Physics Discussion Continues
June, ’80

“So tell me,” said Don, “Like what exactly has changed?”

“Like we can’t think of the universe as just a collection of objects
anymore,” Jade responded. “Rather, it’s more like a complicated web of
relations. Some physicists even go as far as to say that it is a
complicated web of relations between the various parts of a unified
whole. And that is what Dave meant when he said that Eastern mystics
were there first. In fact, Capra is saying the same thing. According
to him, even the language used by physicists and the language used by
mystics is starting to sound the same. Nagarjuna, a second
century Buddhist, preached that things were nothing in themselves;
instead, they derived their being from a mutual dependence with other
things. A particle physicist might say the very same thing about the
results of a cloud chamber experiment that records the trajectories of
colliding particles. Under certain conditions, an elementary particle
is no more than a set of relationships that reach outward to other
things. The world, on that level, is no more than a complicated tissue
of events that determines the texture of the whole.”

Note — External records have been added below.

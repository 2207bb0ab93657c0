#![forbid(unsafe_code)]

use time::OffsetDateTime;
use time::format_description::well_known::Rfc3339;

pub(crate) fn now_rfc3339() -> String {
    let now = OffsetDateTime::now_utc();
    now.format(&Rfc3339)
        .unwrap_or_else(|_| now.unix_timestamp().to_string())
}
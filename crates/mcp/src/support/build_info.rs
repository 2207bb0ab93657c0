#![forbid(unsafe_code)]

pub(crate) fn build_git_sha() -> Option<&'static str> {
    option_env!("WBS_GIT_SHA")
        .map(str::trim)
        .filter(|sha| !sha.is_empty())
}

/// `<git sha>` of the build, or `unknown` outside a checkout.
pub(crate) fn build_fingerprint() -> &'static str {
    build_git_sha().unwrap_or("unknown")
}
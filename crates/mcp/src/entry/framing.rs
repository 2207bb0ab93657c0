#![forbid(unsafe_code)]

//! Message framing for the stdio transport.
//!
//! Clients either write one JSON document per line or use LSP-style
//! `Content-Length` headers. The mode is detected once, from the first
//! non-empty line, and responses are written in the same mode.

use crate::{JsonRpcRequest, json_rpc_error};
use serde_json::Value;
use std::io::{self, BufRead, Write};

const MAX_CONTENT_LENGTH_BYTES: usize = 16 * 1024 * 1024;

#[derive(Clone, Copy, Debug, PartialEq, Eq)]
pub(crate) enum TransportMode {
    NewlineJson,
    ContentLength,
}

pub(crate) fn detect_mode(line: &str) -> Option<TransportMode> {
    let trimmed = line.trim_start();
    if trimmed.starts_with('{') || trimmed.starts_with('[') {
        return Some(TransportMode::NewlineJson);
    }
    let lower = trimmed.to_ascii_lowercase();
    if lower.starts_with("content-length:") || lower.starts_with("content-type:") {
        return Some(TransportMode::ContentLength);
    }
    None
}

fn content_length(line: &str) -> Option<usize> {
    let (key, value) = line.trim().split_once(':')?;
    if !key.trim().eq_ignore_ascii_case("content-length") {
        return None;
    }
    value.trim().parse().ok()
}

/// Reads the rest of a header block starting at `first`, then the body.
/// `Ok(None)` means the peer closed the stream mid-frame.
pub(crate) fn read_content_length_frame<R: BufRead>(
    reader: &mut R,
    first: String,
) -> io::Result<Option<Vec<u8>>> {
    let mut header = first;
    let mut length = content_length(&header);
    while !header.trim_end().is_empty() {
        header.clear();
        if reader.read_line(&mut header)? == 0 {
            return Ok(None);
        }
        if length.is_none() {
            length = content_length(&header);
        }
    }

    let Some(len) = length else {
        return Err(io::Error::new(
            io::ErrorKind::InvalidData,
            "Missing Content-Length header",
        ));
    };
    if len > MAX_CONTENT_LENGTH_BYTES {
        return Err(io::Error::new(
            io::ErrorKind::InvalidData,
            "Content-Length exceeds max allowed size",
        ));
    }

    let mut body = vec![0u8; len];
    reader.read_exact(&mut body)?;
    Ok(Some(body))
}

pub(crate) fn write_frame<W: Write>(
    writer: &mut W,
    mode: TransportMode,
    response: &Value,
) -> io::Result<()> {
    let body = serde_json::to_vec(response)?;
    match mode {
        TransportMode::NewlineJson => {
            writer.write_all(&body)?;
            writer.write_all(b"\n")?;
        }
        TransportMode::ContentLength => {
            write!(writer, "Content-Length: {}\r\n\r\n", body.len())?;
            writer.write_all(&body)?;
        }
    }
    writer.flush()
}

/// Decodes one message body. The error is the JSON-RPC error response to send.
pub(crate) fn parse_request(body: &[u8]) -> Result<JsonRpcRequest, Value> {
    let data: Value = serde_json::from_slice(body)
        .map_err(|err| json_rpc_error(None, -32700, &format!("Parse error: {err}")))?;

    let Some(object) = data.as_object() else {
        return Err(json_rpc_error(None, -32600, "Invalid Request"));
    };
    let id = object.get("id").cloned();
    if !object.contains_key("method") {
        return Err(json_rpc_error(id, -32600, "Invalid Request"));
    }

    serde_json::from_value(data)
        .map_err(|err| json_rpc_error(id, -32600, &format!("Invalid Request: {err}")))
}
#![forbid(unsafe_code)]

//! File-backed persistence for the work-items document.

mod document;
mod error;
mod loader;
mod writer;

pub use document::parse_work_items;
pub use error::StoreError;
pub use loader::WorkItemStore;
pub use writer::{FieldUpdates, FieldValue, UpdateField, WorkItemWriter, backup_path};
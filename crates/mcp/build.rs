#![forbid(unsafe_code)]

use std::env;
use std::fs;
use std::path::{Path, PathBuf};

fn main() {
    let manifest_dir = env::var_os("CARGO_MANIFEST_DIR")
        .map(PathBuf::from)
        .unwrap_or_else(|| PathBuf::from("."));
    if let Some(sha) = head_sha(&manifest_dir) {
        let short: String = sha.chars().take(12).collect();
        println!("cargo:rustc-env=WBS_GIT_SHA={short}");
    }
}

fn head_sha(start: &Path) -> Option<String> {
    let git_dir = locate_git_dir(start)?;
    let head = git_dir.join("HEAD");
    println!("cargo:rerun-if-changed={}", head.display());

    let text = fs::read_to_string(&head).ok()?;
    let text = text.trim();
    match text.strip_prefix("ref:") {
        Some(reference) => loose_ref(&git_dir, reference.trim())
            .or_else(|| packed_ref(&git_dir, reference.trim())),
        None => non_empty(text),
    }
}

/// Nearest `.git` directory, following the `gitdir:` pointer of worktrees.
fn locate_git_dir(start: &Path) -> Option<PathBuf> {
    start.ancestors().find_map(|dir| {
        let candidate = dir.join(".git");
        if candidate.is_dir() {
            return Some(candidate);
        }
        let pointer = fs::read_to_string(&candidate).ok()?;
        let target = pointer.lines().next()?.trim().strip_prefix("gitdir:")?;
        Some(dir.join(target.trim()))
    })
}

fn loose_ref(git_dir: &Path, reference: &str) -> Option<String> {
    let path = git_dir.join(reference);
    if !path.is_file() {
        return None;
    }
    println!("cargo:rerun-if-changed={}", path.display());
    non_empty(fs::read_to_string(&path).ok()?.trim())
}

fn packed_ref(git_dir: &Path, reference: &str) -> Option<String> {
    let path = git_dir.join("packed-refs");
    let text = fs::read_to_string(&path).ok()?;
    println!("cargo:rerun-if-changed={}", path.display());
    text.lines()
        .map(str::trim)
        .filter(|line| !line.starts_with('#') && !line.starts_with('^'))
        .filter_map(|line| line.split_once(' '))
        .find(|(_, name)| *name == reference)
        .and_then(|(sha, _)| non_empty(sha.trim()))
}

fn non_empty(value: &str) -> Option<String> {
    (!value.is_empty()).then(|| value.to_string())
}
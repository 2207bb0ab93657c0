#![forbid(unsafe_code)]

mod support;

use serde_json::json;
use support::*;

#[test]
fn initialize_then_list_tools() {
    let mut server = Server::start(BACKLOG);
    let init = server.request(json!({
        "jsonrpc": "2.0",
        "id": 1,
        "method": "initialize",
        "params": {}
    }));
    assert_eq!(init["result"]["protocolVersion"], "2024-11-05");
    assert_eq!(init["result"]["serverInfo"]["name"], "wbs-mcp-server");

    server.send(json!({"jsonrpc": "2.0", "method": "notifications/initialized"}));
    let list = server.request(json!({"jsonrpc": "2.0", "id": 2, "method": "tools/list"}));
    let names: Vec<&str> = list["result"]["tools"]
        .as_array()
        .expect("tools")
        .iter()
        .filter_map(|tool| tool["name"].as_str())
        .collect();
    assert_eq!(
        names,
        vec![
            "list_work_items",
            "get_work_item",
            "get_hierarchy",
            "validate_sync",
            "find_orphans",
            "get_milestone_coverage",
            "update_work_item",
            "list_pr_review_threads",
            "reply_to_review_thread",
            "resolve_review_thread",
        ]
    );
}

#[test]
fn calls_before_initialized_are_rejected() {
    let mut server = Server::start(BACKLOG);
    let resp = server.request(json!({"jsonrpc": "2.0", "id": 5, "method": "tools/list"}));
    assert_json_rpc_error(&resp, -32002);
    assert_eq!(resp["id"], 5);
}

#[test]
fn notifications_get_no_reply_and_errors_keep_the_session_alive() {
    let mut server = Server::start_initialized(BACKLOG);
    server.send(json!({"jsonrpc": "2.0", "method": "notifications/cancelled", "params": {}}));

    server.send_raw("{not json");
    assert_json_rpc_error(&server.recv(), -32700);

    server.send_raw(r#"{"jsonrpc":"2.0","id":3}"#);
    assert_json_rpc_error(&server.recv(), -32600);

    let unknown = server.request(json!({"jsonrpc": "2.0", "id": 4, "method": "prompts/list"}));
    assert_json_rpc_error(&unknown, -32601);

    let ping = server.request(json!({"jsonrpc": "2.0", "id": 6, "method": "ping"}));
    assert_eq!(ping["id"], 6);
    assert_eq!(ping["result"], json!({}));
}

#[test]
fn resources_are_empty() {
    let mut server = Server::start_initialized(BACKLOG);
    let list = server.request(json!({"jsonrpc": "2.0", "id": 7, "method": "resources/list"}));
    assert_eq!(list["result"]["resources"], json!([]));
}

#[test]
fn unknown_tools_are_tool_errors() {
    let mut server = Server::start_initialized(BACKLOG);
    let resp = server.call(8, "delete_everything", json!({}));
    assert!(is_error(&resp));
    assert_eq!(extract_tool_text(&resp), "Unknown tool: delete_everything");
}
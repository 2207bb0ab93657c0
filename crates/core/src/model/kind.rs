#![forbid(unsafe_code)]

use std::fmt;

/// Level of a record in the breakdown structure.
///
/// Values outside the known set are kept verbatim so a single odd entry never
/// prevents the rest of the backlog from loading.
#[derive(Clone, Debug, PartialEq, Eq, Hash)]
pub enum RecordKind {
    Epic,
    Feature,
    Task,
    Other(String),
}

impl RecordKind {
    pub fn parse(value: &str) -> Self {
        match value {
            "Epic" => Self::Epic,
            "Feature" => Self::Feature,
            "Task" => Self::Task,
            other => Self::Other(other.to_string()),
        }
    }

    pub fn as_str(&self) -> &str {
        match self {
            Self::Epic => "Epic",
            Self::Feature => "Feature",
            Self::Task => "Task",
            Self::Other(raw) => raw.as_str(),
        }
    }

    pub fn is_epic(&self) -> bool {
        matches!(self, Self::Epic)
    }

    pub fn is_feature(&self) -> bool {
        matches!(self, Self::Feature)
    }

    /// Epics and features are planned against a milestone; tasks inherit theirs.
    pub fn expects_milestone(&self) -> bool {
        matches!(self, Self::Epic | Self::Feature)
    }
}

impl fmt::Display for RecordKind {
    fn fmt(&self, f: &mut fmt::Formatter<'_>) -> fmt::Result {
        f.write_str(self.as_str())
    }
}
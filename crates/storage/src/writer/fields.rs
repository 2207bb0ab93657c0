#![forbid(unsafe_code)]

use crate::StoreError;
use serde_json::{Map, Value as JsonValue};
use serde_yaml::Value as YamlValue;
use std::fmt;

/// Keys an update may touch. `wbs_id`, parent links and tracker timestamps are
/// not among them.
#[derive(Clone, Copy, Debug, PartialEq, Eq, Hash, PartialOrd, Ord)]
pub enum UpdateField {
    Status,
    Priority,
    Milestone,
    Assignees,
    StartDate,
    EndDate,
    EffortDays,
    Description,
    Title,
    ResponsibleArchitect,
    AllowYamlOverride,
}

impl UpdateField {
    pub const ALL: [Self; 11] = [
        Self::Status,
        Self::Priority,
        Self::Milestone,
        Self::Assignees,
        Self::StartDate,
        Self::EndDate,
        Self::EffortDays,
        Self::Description,
        Self::Title,
        Self::ResponsibleArchitect,
        Self::AllowYamlOverride,
    ];

    pub fn parse(name: &str) -> Option<Self> {
        Self::ALL.into_iter().find(|field| field.as_str() == name)
    }

    pub fn as_str(self) -> &'static str {
        match self {
            Self::Status => "status",
            Self::Priority => "priority",
            Self::Milestone => "milestone",
            Self::Assignees => "assignees",
            Self::StartDate => "start_date",
            Self::EndDate => "end_date",
            Self::EffortDays => "effort_days",
            Self::Description => "description",
            Self::Title => "title",
            Self::ResponsibleArchitect => "responsible_architect",
            Self::AllowYamlOverride => "allow_yaml_override",
        }
    }

    fn check(self, value: &JsonValue) -> Result<FieldValue, StoreError> {
        let name = self.as_str();
        match self {
            Self::Status
            | Self::Priority
            | Self::Title
            | Self::Description
            | Self::ResponsibleArchitect => match value {
                JsonValue::String(text) => Ok(FieldValue::Text(text.clone())),
                _ => Err(StoreError::invalid_value(name, "expected a string")),
            },
            Self::Milestone | Self::StartDate | Self::EndDate => match value {
                JsonValue::Null => Ok(FieldValue::Null),
                JsonValue::String(text) => Ok(FieldValue::Text(text.clone())),
                _ => Err(StoreError::invalid_value(name, "expected a string or null")),
            },
            Self::EffortDays => match value.as_f64() {
                Some(days) if days.is_finite() && days >= 0.0 => Ok(FieldValue::Number(days)),
                _ => Err(StoreError::invalid_value(
                    name,
                    "expected a non-negative number",
                )),
            },
            Self::Assignees => value
                .as_array()
                .and_then(|items| {
                    items
                        .iter()
                        .map(|item| item.as_str().map(str::to_string))
                        .collect::<Option<Vec<_>>>()
                })
                .map(FieldValue::List)
                .ok_or_else(|| StoreError::invalid_value(name, "expected a list of strings")),
            Self::AllowYamlOverride => value
                .as_bool()
                .map(FieldValue::Bool)
                .ok_or_else(|| StoreError::invalid_value(name, "expected a boolean")),
        }
    }
}

impl fmt::Display for UpdateField {
    fn fmt(&self, f: &mut fmt::Formatter<'_>) -> fmt::Result {
        f.write_str(self.as_str())
    }
}

#[derive(Clone, Debug, PartialEq)]
pub enum FieldValue {
    Null,
    Bool(bool),
    Number(f64),
    Text(String),
    List(Vec<String>),
}

impl FieldValue {
    pub fn as_text(&self) -> Option<&str> {
        match self {
            Self::Text(text) => Some(text.as_str()),
            _ => None,
        }
    }

    pub(crate) fn to_yaml(&self) -> YamlValue {
        match self {
            Self::Null => YamlValue::Null,
            Self::Bool(flag) => YamlValue::Bool(*flag),
            // Whole day counts stay integers in the document.
            Self::Number(days) if days.fract() == 0.0 && days.abs() < 1e15 => {
                YamlValue::Number((*days as i64).into())
            }
            Self::Number(days) => YamlValue::Number((*days).into()),
            Self::Text(text) => YamlValue::String(text.clone()),
            Self::List(items) => {
                YamlValue::Sequence(items.iter().cloned().map(YamlValue::String).collect())
            }
        }
    }
}

impl fmt::Display for FieldValue {
    fn fmt(&self, f: &mut fmt::Formatter<'_>) -> fmt::Result {
        match self {
            Self::Null => f.write_str("null"),
            Self::Bool(flag) => write!(f, "{flag}"),
            Self::Number(days) => write!(f, "{days}"),
            Self::Text(text) => f.write_str(text),
            Self::List(items) => write!(f, "[{}]", items.join(", ")),
        }
    }
}

/// Type-checked field changes, in the order they will be applied.
#[derive(Clone, Debug, Default, PartialEq)]
pub struct FieldUpdates {
    entries: Vec<(UpdateField, FieldValue)>,
}

impl FieldUpdates {
    /// Validates a JSON object of updates.
    ///
    /// Unknown keys are reported together, sorted, before any value is
    /// checked.
    pub fn from_json(updates: &Map<String, JsonValue>) -> Result<Self, StoreError> {
        let mut unknown: Vec<String> = updates
            .keys()
            .filter(|key| UpdateField::parse(key).is_none())
            .cloned()
            .collect();
        if !unknown.is_empty() {
            unknown.sort();
            return Err(StoreError::InvalidField(unknown));
        }

        let mut out = Self::default();
        for (key, value) in updates {
            let Some(field) = UpdateField::parse(key) else {
                continue;
            };
            out.set(field, field.check(value)?);
        }
        Ok(out)
    }

    /// Sets a field, replacing an earlier value for it.
    pub fn set(&mut self, field: UpdateField, value: FieldValue) {
        match self.entries.iter_mut().find(|(existing, _)| *existing == field) {
            Some(entry) => entry.1 = value,
            None => self.entries.push((field, value)),
        }
    }

    pub fn get(&self, field: UpdateField) -> Option<&FieldValue> {
        self.entries
            .iter()
            .find(|(existing, _)| *existing == field)
            .map(|(_, value)| value)
    }

    pub fn iter(&self) -> impl Iterator<Item = (UpdateField, &FieldValue)> {
        self.entries.iter().map(|(field, value)| (*field, value))
    }

    pub fn len(&self) -> usize {
        self.entries.len()
    }

    pub fn is_empty(&self) -> bool {
        self.entries.is_empty()
    }
}
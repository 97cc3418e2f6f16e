use crate::error::Result;
use serde::Deserialize;
use std::fs;
use std::path::{Path, PathBuf};

/// Endpoint and identifier configuration for one export run.
///
/// Defaults target the public Drupal infrastructure; a `relnotes.toml` file
/// can override any subset of fields, which is how tests point the pipeline
/// at mock servers.
#[derive(Debug, Clone, Deserialize)]
#[serde(default)]
pub struct Config {
    pub forge: ForgeConfig,
    pub tracker: TrackerConfig,
    /// Directory the generated document is written to.
    pub output_dir: PathBuf,
}

#[derive(Debug, Clone, Deserialize)]
#[serde(default)]
pub struct ForgeConfig {
    /// Base URL of the forge REST API.
    pub api_base: String,
    /// Numeric project id holding the release branches and tags.
    pub project_id: u64,
}

#[derive(Debug, Clone, Deserialize)]
#[serde(default)]
pub struct TrackerConfig {
    /// Base URL of the tracker REST API.
    pub api_base: String,
    /// Numeric id the tracker uses to filter issues to the project.
    pub project_filter_id: u64,
    /// Node type of tracked issues.
    pub issue_type: String,
    /// Vocabulary holding the release-note tags.
    pub vocabulary_id: u64,
    /// Base URL for short links to a single issue.
    pub issue_url_base: String,
    /// Issue-search page linked from the report header.
    pub search_base: String,
    /// Human-readable project label used in the search link.
    pub project_label: String,
}

impl Default for Config {
    fn default() -> Self {
        Self {
            forge: ForgeConfig::default(),
            tracker: TrackerConfig::default(),
            output_dir: PathBuf::from("releasenotes"),
        }
    }
}

impl Default for ForgeConfig {
    fn default() -> Self {
        Self {
            api_base: "https://git.drupalcode.org/api/v4".to_string(),
            project_id: 59858,
        }
    }
}

impl Default for TrackerConfig {
    fn default() -> Self {
        Self {
            api_base: "https://www.drupal.org/api-d7".to_string(),
            project_filter_id: 3060,
            issue_type: "project_issue".to_string(),
            vocabulary_id: 9,
            issue_url_base: "https://drupal.org/i/".to_string(),
            search_base: "https://www.drupal.org/project/issues/search".to_string(),
            project_label: "Drupal core".to_string(),
        }
    }
}

impl Config {
    /// Load configuration from a toml file, falling back to defaults when the
    /// file does not exist.
    pub fn load<P: AsRef<Path>>(path: P) -> Result<Self> {
        if !path.as_ref().exists() {
            return Ok(Self::default());
        }

        let content = fs::read_to_string(path)?;
        let config: Config = toml::from_str(&content)?;
        Ok(config)
    }
}
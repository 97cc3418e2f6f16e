use thiserror::Error;

/// Result type alias for export operations
pub type Result<T> = std::result::Result<T, ExportError>;

#[derive(Debug, Error)]
pub enum ExportError {
    #[error("IO error: {0}")]
    Io(#[from] std::io::Error),

    #[error("Configuration parse error: {0}")]
    ConfigParse(#[from] toml::de::Error),

    #[error("Invalid release version '{input}': {reason}")]
    InvalidVersion { input: String, reason: String },

    #[error("HTTP request error: {0}")]
    Http(#[from] reqwest::Error),

    #[error("URL parse error: {0}")]
    UrlParse(#[from] url::ParseError),

    #[error("Request to {url} failed with status {status}")]
    RequestFailed { url: String, status: u16 },

    #[error("No tag matching '{search}' found on the forge")]
    TagNotFound { search: String },

    #[error("The tag '{label}' can not be found on the tracker")]
    CategoryNotFound { label: String },
}

impl ExportError {
    pub fn user_message(&self) -> String {
        match self {
            Self::Io(err) => format!("I/O operation failed: {err}"),
            Self::ConfigParse(err) => format!("Failed to parse configuration file: {err}"),
            Self::InvalidVersion { input, reason } => {
                format!("Release version argument must be major.minor.patch, got '{input}' ({reason})")
            }
            Self::Http(err) => format!("HTTP request failed: {err}"),
            Self::UrlParse(err) => format!("Invalid URL: {err}"),
            Self::RequestFailed { url, status } => {
                format!("{url} answered with status {status}")
            }
            Self::TagNotFound { search } => {
                format!("No tag matching '{search}' exists on the forge")
            }
            Self::CategoryNotFound { label } => {
                format!("The tag '{label}' can not be found on the tracker")
            }
        }
    }
}
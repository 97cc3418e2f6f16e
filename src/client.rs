//! Paginated REST fetching.
//!
//! Both external APIs answer listing requests with a page envelope carrying
//! the items plus absolute `self`/`last` URLs whose `page` query parameter
//! locates the page. `fetch_all` walks pages until the reported current page
//! reaches the reported last page; the first failing request aborts the run.

use crate::error::{ExportError, Result};
use crate::ui;
use reqwest::Client;
use serde::de::DeserializeOwned;
use serde::Deserialize;
use std::time::Duration;
use url::Url;

const REQUEST_TIMEOUT_SECONDS: u64 = 30;

/// Wire shape of one page as returned by the server.
#[derive(Debug, Deserialize)]
struct PageEnvelope<T> {
    list: Vec<T>,
    #[serde(rename = "self")]
    self_url: String,
    last: String,
}

/// One fetched page with its pagination metadata normalized to indexes.
#[derive(Debug)]
pub struct Page<T> {
    pub items: Vec<T>,
    pub current: u64,
    pub last: u64,
}

/// HTTP client bound to one REST API base URL.
pub struct RestClient {
    client: Client,
    base_url: Url,
}

impl RestClient {
    pub fn new(api_base: &str) -> Result<Self> {
        let mut base = api_base.to_string();
        if !base.ends_with('/') {
            base.push('/');
        }
        let base_url = Url::parse(&base)?;

        let client = Client::builder()
            .timeout(Duration::from_secs(REQUEST_TIMEOUT_SECONDS))
            .build()?;

        Ok(Self { client, base_url })
    }

    /// Fetch a single page of `path`, requesting the given page index.
    pub async fn fetch_page<T: DeserializeOwned>(
        &self,
        path: &str,
        query: &[(&str, String)],
        page: u64,
    ) -> Result<Page<T>> {
        let mut url = self.base_url.join(path)?;
        {
            let mut pairs = url.query_pairs_mut();
            for (key, value) in query {
                pairs.append_pair(key, value);
            }
            pairs.append_pair("page", &page.to_string());
        }

        ui::status_message(&format!("Fetching {url}"));
        let response = self.client.get(url.clone()).send().await?;
        if !response.status().is_success() {
            return Err(ExportError::RequestFailed {
                url: url.to_string(),
                status: response.status().as_u16(),
            });
        }

        let envelope: PageEnvelope<T> = response.json().await?;
        Ok(Page {
            items: envelope.list,
            current: page_number(&envelope.self_url),
            last: page_number(&envelope.last),
        })
    }

    /// Fetch every page of `path`, concatenating items in server order.
    pub async fn fetch_all<T: DeserializeOwned>(
        &self,
        path: &str,
        query: &[(&str, String)],
    ) -> Result<Vec<T>> {
        let mut items = Vec::new();
        let mut next = 0;

        loop {
            let page = self.fetch_page(path, query, next).await?;
            items.extend(page.items);
            if page.current >= page.last {
                break;
            }
            next = page.current + 1;
        }

        Ok(items)
    }
}

/// Integer `page` query parameter of an absolute URL, 0 when absent.
fn page_number(raw: &str) -> u64 {
    Url::parse(raw)
        .ok()
        .and_then(|url| {
            url.query_pairs()
                .find(|(key, _)| key.as_ref() == "page")
                .and_then(|(_, value)| value.parse().ok())
        })
        .unwrap_or(0)
}

#[cfg(test)]
mod tests {
    use super::*;

    #[test]
    fn page_number_reads_the_page_parameter() {
        assert_eq!(page_number("https://example.org/node.json?type=a&page=7"), 7);
    }

    #[test]
    fn page_number_defaults_to_zero_when_absent() {
        assert_eq!(page_number("https://example.org/node.json?type=a"), 0);
        assert_eq!(page_number("https://example.org/node.json"), 0);
    }

    #[test]
    fn page_number_defaults_to_zero_when_unparseable() {
        assert_eq!(page_number("not a url"), 0);
        assert_eq!(page_number("https://example.org/node.json?page=three"), 0);
    }
}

“Big deal,” snapped Don. “So what the hell is all that supposed to
mean? Physicists still do physics don’t they? They still make killer
weapons don’t they, weapons that when sold, produce mega bucks for the
seller. Who cares where destruction comes from? It’s still
destruction. Right!”

“Wait a minute.” I interrupted. “We need to start over, I know what
you’re getting at Don, and I totally agree. And I know Jade does too.
That’s why I said that it takes time, lots of it, for the implications
of new concepts to be fully digested. Maybe a hundred years for all I
know, but digested they will be, and when that takes place the world will
be better off. That’s all I’m trying to say. What is happening in
physics today is a far cry from what happened in the past, and its
telling us new and exciting things about the universe, and maybe even
about ourselves! This new vision does not exclude, it includes, and
therein hope lies. When humanity is brought into the mix with
everything else, a whole new ballgame arises; the center of balance
shifts, possibilities open, even if, in the short run, the rules
remain the same. If you ask me, humanity will be in for immense
benefits if this new vision catches on. Think about it. What’s
happening in science today is the rediscovery of our lost identity,
and that can’t be all bad.”

“How many beers are left?” said Don.

“What?”

“If we’re gunna start over,” Don replied, “and if you’re gunna get
metaphysical on me, I need to know just how patient I want to be. So
how many beers patient will I be?”

“Well,” Jade said after looking into the twelve pack, and handing
everyone another beer, “I’d say about two or three, depending of
course on how patient you want to be!”

“That sounds about right,” Don said. “Educate me. I’m ready now.”

“Jade, you’re the science teacher. You start,” I said.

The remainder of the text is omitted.